With a Progressive Conservative majority government, barring defections from that caucus, Bill 307 is likely to pass as soon as Monday. Opposition politicians, who cannot on their own stop the bill, spent parts of Saturday and Sunday revving up their attacks on it.
Doug Ford is right about limiting third-party political spending, and dead wrong about how to do it
“It is an attempt … to skew the election in their favour,” Liberal MPP Mitzie Hunter, the party’s critic for democratic renewal and electoral reform, said during the weekend debate. “What Premier Ford is violating is all of our rights.”
The provincial government says its bill – which doubles the previous six-month ban – is a bid to stop unfettered spending influencing the electorate.
Government House Leader Paul Calandra made no apologies Sunday for trying to get the bill through the legislature as quickly as possible, arguing that fair elections depend on restricting this sort of spending.

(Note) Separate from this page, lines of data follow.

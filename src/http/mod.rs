//! HTTP client module
//!
//! Cancellation-aware GET client shared by every probe, plus the
//! buffered response type it returns.

mod client;
mod response;

pub use client::HttpClient;
pub use response::Response;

“There is no law regulating third-party spending in elections right now,” he said. “We cannot and will not allow a system where there are no accountability measures, there are no rules in place. It is too fundamental to our democracy to allow anything short of that.”

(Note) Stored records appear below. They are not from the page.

//! Application configuration management

use anyhow::{Context, Result};
use serde::{Deserialize, Serialize};
use std::path::PathBuf;
use std::time::Duration;

use crate::error::ConfigError;

/// Main application configuration
#[derive(Debug, Clone, Default, Serialize, Deserialize)]
#[serde(default)]
pub struct Config {
    /// HTTP client settings
    pub http: HttpConfig,

    /// Per-probe settings
    pub probes: ProbeConfig,

    /// Differential heuristic thresholds
    pub heuristics: HeuristicConfig,

    /// Default target scope
    pub target: TargetConfig,
}

#[derive(Debug, Clone, Serialize, Deserialize)]
#[serde(default)]
pub struct HttpConfig {
    /// Request timeout in seconds; unset leaves the transport default
    pub request_timeout: Option<u64>,

    /// Maximum redirect depth
    pub max_redirects: usize,

    /// Follow redirects that leave the requested origin
    pub allow_cross_origin_redirects: bool,

    /// User agent string
    pub user_agent: String,
}

#[derive(Debug, Clone, Serialize, Deserialize)]
#[serde(default)]
pub struct ProbeConfig {
    /// Public IP echo endpoint for the address check
    pub ip_echo_url: String,

    /// Path appended to the base URL by the API access check
    pub api_path: String,

    /// Seconds the WebSocket probe waits for the connection to open
    pub websocket_timeout_secs: u64,

    /// Payload sent once the WebSocket is open
    pub websocket_message: String,

    /// Samples drawn by the RNG check
    pub rng_samples: usize,

    /// Collisions tolerated before the RNG check warns
    pub rng_collision_threshold: usize,

    /// Delay between LIVE mode steps in milliseconds
    pub live_step_delay_ms: u64,

    /// Delay between injection payloads in milliseconds
    pub injection_delay_ms: u64,
}

/// Tuned thresholds for the injection heuristics. None of these are
/// protocol requirements.
#[derive(Debug, Clone, Serialize, Deserialize)]
#[serde(default)]
pub struct HeuristicConfig {
    /// Body length difference (chars) that marks a boolean pair as distinct
    pub boolean_length_threshold: usize,

    /// Observed latency must exceed the baseline by this factor
    pub time_baseline_factor: f64,

    /// Slack subtracted from the requested sleep before comparing, in ms
    pub time_tolerance_ms: u64,
}

#[derive(Debug, Clone, Serialize, Deserialize)]
#[serde(default)]
pub struct TargetConfig {
    pub base_url: Option<String>,
    pub websocket_url: Option<String>,
    pub injection_parameter: String,
}

impl Default for HttpConfig {
    fn default() -> Self {
        Self {
            request_timeout: None,
            max_redirects: 10,
            allow_cross_origin_redirects: false,
            user_agent: format!("probekit/{}", env!("CARGO_PKG_VERSION")),
        }
    }
}

impl Default for ProbeConfig {
    fn default() -> Self {
        Self {
            ip_echo_url: "https://api64.ipify.org?format=json".to_string(),
            api_path: "/api/game/results".to_string(),
            websocket_timeout_secs: 15,
            websocket_message: "probekit WebSocket Test".to_string(),
            rng_samples: 10_000,
            rng_collision_threshold: 2,
            live_step_delay_ms: 500,
            injection_delay_ms: 300,
        }
    }
}

impl Default for HeuristicConfig {
    fn default() -> Self {
        Self {
            boolean_length_threshold: 100,
            time_baseline_factor: 2.0,
            time_tolerance_ms: 500,
        }
    }
}

impl Default for TargetConfig {
    fn default() -> Self {
        Self {
            base_url: None,
            websocket_url: None,
            injection_parameter: "q".to_string(),
        }
    }
}

impl ProbeConfig {
    pub fn live_step_delay(&self) -> Duration {
        Duration::from_millis(self.live_step_delay_ms)
    }

    pub fn injection_delay(&self) -> Duration {
        Duration::from_millis(self.injection_delay_ms)
    }

    pub fn websocket_timeout(&self) -> Duration {
        Duration::from_secs(self.websocket_timeout_secs)
    }
}

impl Config {
    /// Load configuration from file
    pub fn load(path: Option<&str>) -> Result<Self> {
        let config_path = match path {
            Some(p) => PathBuf::from(p),
            None => Self::default_config_path()?,
        };

        if config_path.exists() {
            let contents = std::fs::read_to_string(&config_path).map_err(|source| {
                ConfigError::ReadError {
                    path: config_path.display().to_string(),
                    source,
                }
            })?;

            let config: Config = toml::from_str(&contents)
                .map_err(|e| ConfigError::ParseError(e.to_string()))
                .with_context(|| format!("Failed to parse {:?}", config_path))?;

            tracing::info!("Loaded configuration from {:?}", config_path);
            Ok(config)
        } else if path.is_some() {
            Err(ConfigError::ReadError {
                path: config_path.display().to_string(),
                source: std::io::Error::from(std::io::ErrorKind::NotFound),
            }
            .into())
        } else {
            tracing::debug!("No configuration file found, using defaults");
            Ok(Self::default())
        }
    }

    /// Reject values the engine cannot run with
    pub fn validate(&self) -> Result<(), ConfigError> {
        if self.http.request_timeout == Some(0) {
            return Err(invalid("http.request_timeout", "must be greater than 0"));
        }

        if self.probes.websocket_timeout_secs == 0 {
            return Err(invalid("probes.websocket_timeout_secs", "must be greater than 0"));
        }

        if self.probes.rng_samples == 0 {
            return Err(invalid("probes.rng_samples", "must be greater than 0"));
        }

        if url::Url::parse(&self.probes.ip_echo_url).is_err() {
            return Err(invalid("probes.ip_echo_url", "must be an absolute URL"));
        }

        if !self.probes.api_path.starts_with('/') {
            return Err(invalid("probes.api_path", "must start with '/'"));
        }

        if !self.heuristics.time_baseline_factor.is_finite()
            || self.heuristics.time_baseline_factor < 1.0
        {
            return Err(invalid("heuristics.time_baseline_factor", "must be a finite value >= 1.0"));
        }

        Ok(())
    }

    /// Get default configuration file path
    fn default_config_path() -> Result<PathBuf> {
        let dirs = directories::ProjectDirs::from("io", "probekit", "probekit")
            .context("Failed to determine config directory")?;

        Ok(dirs.config_dir().join("config.toml"))
    }

    /// Get data directory path
    pub fn data_dir() -> Result<PathBuf> {
        let dirs = directories::ProjectDirs::from("io", "probekit", "probekit")
            .context("Failed to determine data directory")?;

        Ok(dirs.data_dir().to_path_buf())
    }
}

fn invalid(field: &str, reason: &str) -> ConfigError {
    ConfigError::ValidationError {
        field: field.to_string(),
        reason: reason.to_string(),
    }
}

Opposition politicians and others argue, though, that the government could instead have sought a stay of the ruling, or revised the bill to make it Charter-compliant. The critics say the 12-month spending restriction is an attempt to spare Mr. Ford, whose handling of the pandemic has severely damaged his popularity, from criticism.
“They’re saying they want money out of politics but really what they want is other people’s money out of politics,” said New Democratic MPP Ian Arthur.
“The unconstitutional aspect of this bill was a change [in the ban, from six to 12 months] that the government could not even explain or justify themselves, it was arbitrary,” he said. “I mean, they could have, but that would have meant owning up to the fact that they were trying to enact it to muzzle their opponents and to silence criticism.”
Other critics have raised legal concerns with the use of the notwithstanding clause.
The move to invoke the clause has provoked backlash from the Ontario Bar Association, which urged the government in a statement “to reconsider undermining Ontario’s record as a province that respects the Charter and the role of its excellent courts. Once that record is gone, it’s gone for good.”
Canadian Civil Liberties Association executive director Michael Bryant, a former attorney-general of Ontario, posted on Twitter that “Power grabs shortcut democracy.” He said that Mr. Ford’s government could have introduced “revised legislation that took another shot at [third-party] spending limits” and argued that doing so “would have been more democratic.”
No previous Ontario premier has invoked the notwithstanding clause.
Mr. Ford threatened to use the clause in 2018, when it appeared his bid to slash the size of Toronto City Council in half in the middle of an election campaign would be derailed by a court decision. In the end, the government won a stay of that ruling and the council cut went through without the clause being required. The issue of Mr. Ford’s intervention remains at the Supreme Court.